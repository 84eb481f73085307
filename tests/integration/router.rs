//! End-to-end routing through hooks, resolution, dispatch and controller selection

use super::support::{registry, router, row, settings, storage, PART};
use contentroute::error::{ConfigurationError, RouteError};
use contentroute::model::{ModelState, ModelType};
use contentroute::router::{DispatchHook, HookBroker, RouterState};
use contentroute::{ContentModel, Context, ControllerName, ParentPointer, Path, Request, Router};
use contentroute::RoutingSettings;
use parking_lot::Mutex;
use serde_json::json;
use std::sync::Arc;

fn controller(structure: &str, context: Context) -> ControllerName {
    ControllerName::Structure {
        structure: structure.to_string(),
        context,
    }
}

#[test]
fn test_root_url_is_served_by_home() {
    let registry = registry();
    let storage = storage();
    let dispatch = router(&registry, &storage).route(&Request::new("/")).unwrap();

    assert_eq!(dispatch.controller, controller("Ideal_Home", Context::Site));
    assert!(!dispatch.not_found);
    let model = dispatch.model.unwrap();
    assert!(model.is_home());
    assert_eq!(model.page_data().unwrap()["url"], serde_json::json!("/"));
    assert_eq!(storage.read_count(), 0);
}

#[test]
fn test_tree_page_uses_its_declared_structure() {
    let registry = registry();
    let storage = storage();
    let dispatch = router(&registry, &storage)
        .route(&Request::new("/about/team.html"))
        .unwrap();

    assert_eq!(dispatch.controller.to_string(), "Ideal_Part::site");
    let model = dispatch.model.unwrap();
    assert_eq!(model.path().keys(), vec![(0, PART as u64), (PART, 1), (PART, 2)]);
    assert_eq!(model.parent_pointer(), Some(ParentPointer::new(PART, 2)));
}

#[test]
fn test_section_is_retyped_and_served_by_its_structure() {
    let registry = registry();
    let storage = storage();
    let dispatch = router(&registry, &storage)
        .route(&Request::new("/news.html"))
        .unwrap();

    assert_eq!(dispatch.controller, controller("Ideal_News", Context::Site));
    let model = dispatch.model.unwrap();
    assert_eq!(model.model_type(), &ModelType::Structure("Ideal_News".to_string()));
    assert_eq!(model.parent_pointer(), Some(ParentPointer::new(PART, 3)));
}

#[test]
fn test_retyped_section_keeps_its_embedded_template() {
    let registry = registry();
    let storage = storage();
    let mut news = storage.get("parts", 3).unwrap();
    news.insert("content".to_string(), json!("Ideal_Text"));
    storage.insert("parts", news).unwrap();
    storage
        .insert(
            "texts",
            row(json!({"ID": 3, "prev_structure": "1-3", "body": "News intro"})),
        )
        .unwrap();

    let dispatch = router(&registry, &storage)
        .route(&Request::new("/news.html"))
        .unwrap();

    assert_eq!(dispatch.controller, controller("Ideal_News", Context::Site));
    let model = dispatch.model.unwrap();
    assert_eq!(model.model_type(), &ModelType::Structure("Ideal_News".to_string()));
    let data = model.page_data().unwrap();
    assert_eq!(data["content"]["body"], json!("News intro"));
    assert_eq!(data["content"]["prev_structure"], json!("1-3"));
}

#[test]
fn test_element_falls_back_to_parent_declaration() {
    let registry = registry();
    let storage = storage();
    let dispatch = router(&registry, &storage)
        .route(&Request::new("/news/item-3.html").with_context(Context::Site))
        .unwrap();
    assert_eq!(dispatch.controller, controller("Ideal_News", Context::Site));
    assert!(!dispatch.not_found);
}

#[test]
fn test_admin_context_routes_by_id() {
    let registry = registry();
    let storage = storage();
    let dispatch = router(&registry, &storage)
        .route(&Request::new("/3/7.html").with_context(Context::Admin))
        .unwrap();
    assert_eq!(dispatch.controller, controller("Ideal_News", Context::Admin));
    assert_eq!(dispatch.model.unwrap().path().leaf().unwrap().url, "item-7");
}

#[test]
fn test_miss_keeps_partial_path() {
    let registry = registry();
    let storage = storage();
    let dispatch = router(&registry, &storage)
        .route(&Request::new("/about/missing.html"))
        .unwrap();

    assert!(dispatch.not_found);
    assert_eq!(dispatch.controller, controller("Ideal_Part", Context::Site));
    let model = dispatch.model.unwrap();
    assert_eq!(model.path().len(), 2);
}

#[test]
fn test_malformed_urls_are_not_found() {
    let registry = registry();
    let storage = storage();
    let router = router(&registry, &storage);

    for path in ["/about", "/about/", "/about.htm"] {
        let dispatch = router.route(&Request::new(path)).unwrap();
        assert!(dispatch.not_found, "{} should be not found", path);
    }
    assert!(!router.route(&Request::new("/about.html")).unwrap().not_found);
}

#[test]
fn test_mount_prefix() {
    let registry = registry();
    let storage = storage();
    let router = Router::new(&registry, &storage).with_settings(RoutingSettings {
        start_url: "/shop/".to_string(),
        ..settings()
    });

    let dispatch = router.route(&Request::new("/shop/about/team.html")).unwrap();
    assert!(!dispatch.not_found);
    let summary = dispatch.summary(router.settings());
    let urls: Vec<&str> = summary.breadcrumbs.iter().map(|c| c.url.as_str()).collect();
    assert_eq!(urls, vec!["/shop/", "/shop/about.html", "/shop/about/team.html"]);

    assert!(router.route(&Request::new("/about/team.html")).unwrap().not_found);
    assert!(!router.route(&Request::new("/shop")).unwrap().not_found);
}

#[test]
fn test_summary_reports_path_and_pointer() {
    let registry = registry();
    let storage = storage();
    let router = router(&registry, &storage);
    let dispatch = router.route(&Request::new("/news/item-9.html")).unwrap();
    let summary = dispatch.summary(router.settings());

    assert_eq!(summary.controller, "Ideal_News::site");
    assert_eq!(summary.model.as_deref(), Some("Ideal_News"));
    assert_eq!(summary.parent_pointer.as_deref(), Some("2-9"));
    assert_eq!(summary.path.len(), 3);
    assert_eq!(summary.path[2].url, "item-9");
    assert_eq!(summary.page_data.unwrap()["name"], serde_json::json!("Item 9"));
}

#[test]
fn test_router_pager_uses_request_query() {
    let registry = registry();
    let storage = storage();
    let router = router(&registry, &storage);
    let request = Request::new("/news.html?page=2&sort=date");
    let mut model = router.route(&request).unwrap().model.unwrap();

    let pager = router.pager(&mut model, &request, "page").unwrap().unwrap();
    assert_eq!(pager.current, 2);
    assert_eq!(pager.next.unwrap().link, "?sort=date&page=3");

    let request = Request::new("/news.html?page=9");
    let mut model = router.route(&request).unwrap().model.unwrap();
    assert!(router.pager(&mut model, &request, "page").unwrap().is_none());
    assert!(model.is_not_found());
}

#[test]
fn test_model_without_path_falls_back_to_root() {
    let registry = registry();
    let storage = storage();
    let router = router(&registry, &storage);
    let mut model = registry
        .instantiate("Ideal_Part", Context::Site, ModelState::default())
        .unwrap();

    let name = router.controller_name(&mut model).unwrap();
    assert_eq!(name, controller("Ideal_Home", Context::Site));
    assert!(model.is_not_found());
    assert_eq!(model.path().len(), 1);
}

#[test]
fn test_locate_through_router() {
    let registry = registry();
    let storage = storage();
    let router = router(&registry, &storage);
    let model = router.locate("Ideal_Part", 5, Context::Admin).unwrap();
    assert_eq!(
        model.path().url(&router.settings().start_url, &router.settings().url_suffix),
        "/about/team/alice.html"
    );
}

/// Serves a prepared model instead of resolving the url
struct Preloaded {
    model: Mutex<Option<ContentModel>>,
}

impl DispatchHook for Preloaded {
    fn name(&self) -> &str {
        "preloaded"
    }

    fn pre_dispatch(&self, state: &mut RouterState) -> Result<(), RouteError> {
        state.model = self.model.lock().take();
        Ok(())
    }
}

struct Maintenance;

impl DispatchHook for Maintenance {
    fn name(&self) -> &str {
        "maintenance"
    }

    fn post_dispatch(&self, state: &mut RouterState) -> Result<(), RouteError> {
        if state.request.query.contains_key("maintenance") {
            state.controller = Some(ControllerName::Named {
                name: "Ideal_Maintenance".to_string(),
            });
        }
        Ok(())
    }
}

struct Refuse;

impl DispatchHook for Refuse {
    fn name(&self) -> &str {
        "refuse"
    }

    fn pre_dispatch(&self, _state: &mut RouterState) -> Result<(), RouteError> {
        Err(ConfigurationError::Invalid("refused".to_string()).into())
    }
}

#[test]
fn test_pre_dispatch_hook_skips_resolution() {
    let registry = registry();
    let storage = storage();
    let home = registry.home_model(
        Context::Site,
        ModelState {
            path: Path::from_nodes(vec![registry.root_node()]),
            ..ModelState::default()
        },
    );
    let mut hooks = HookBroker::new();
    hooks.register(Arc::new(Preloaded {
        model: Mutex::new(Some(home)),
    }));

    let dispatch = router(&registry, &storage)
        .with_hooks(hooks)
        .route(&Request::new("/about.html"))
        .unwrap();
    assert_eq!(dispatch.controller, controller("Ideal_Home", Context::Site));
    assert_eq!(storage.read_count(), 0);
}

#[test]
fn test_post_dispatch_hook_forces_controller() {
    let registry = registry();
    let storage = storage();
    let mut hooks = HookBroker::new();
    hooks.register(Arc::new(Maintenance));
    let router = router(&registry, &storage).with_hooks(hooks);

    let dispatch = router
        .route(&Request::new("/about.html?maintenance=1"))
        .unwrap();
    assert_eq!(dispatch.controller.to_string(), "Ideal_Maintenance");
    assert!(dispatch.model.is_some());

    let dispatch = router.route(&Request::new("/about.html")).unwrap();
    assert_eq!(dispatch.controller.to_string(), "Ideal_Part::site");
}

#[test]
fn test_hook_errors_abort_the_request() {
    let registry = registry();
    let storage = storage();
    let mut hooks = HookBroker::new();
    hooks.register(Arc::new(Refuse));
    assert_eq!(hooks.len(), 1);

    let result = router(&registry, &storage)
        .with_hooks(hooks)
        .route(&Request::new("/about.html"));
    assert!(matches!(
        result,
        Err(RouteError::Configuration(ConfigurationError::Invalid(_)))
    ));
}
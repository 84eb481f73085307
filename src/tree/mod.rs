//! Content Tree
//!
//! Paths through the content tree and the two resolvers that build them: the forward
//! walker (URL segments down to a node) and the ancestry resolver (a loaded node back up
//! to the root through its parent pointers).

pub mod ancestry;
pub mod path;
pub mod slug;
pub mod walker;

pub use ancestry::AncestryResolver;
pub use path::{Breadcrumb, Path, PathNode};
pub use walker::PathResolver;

+ + +

▶ [EXERCISE]:
Set the entries down again exactly, beginning with their first line and ending with the line that contains "use parking_lot::Mutex;"; omit all other lines.

▶ [YOUR SOLUTION]:
repository 84eb481f73085307
filename tests/integration/router.rs
//! End-to-end routing through hooks, resolution, dispatch and controller selection

use super::support::{registry, router, row, settings, storage, PART};
use contentroute::error::{ConfigurationError, RouteError};
use contentroute::model::{ModelState, ModelType};
use contentroute::router::{DispatchHook, HookBroker, RouterState};
use contentroute::{ContentModel, Context, ControllerName, ParentPointer, Path, Request, Router};
use contentroute::RoutingSettings;
use parking_lot::Mutex;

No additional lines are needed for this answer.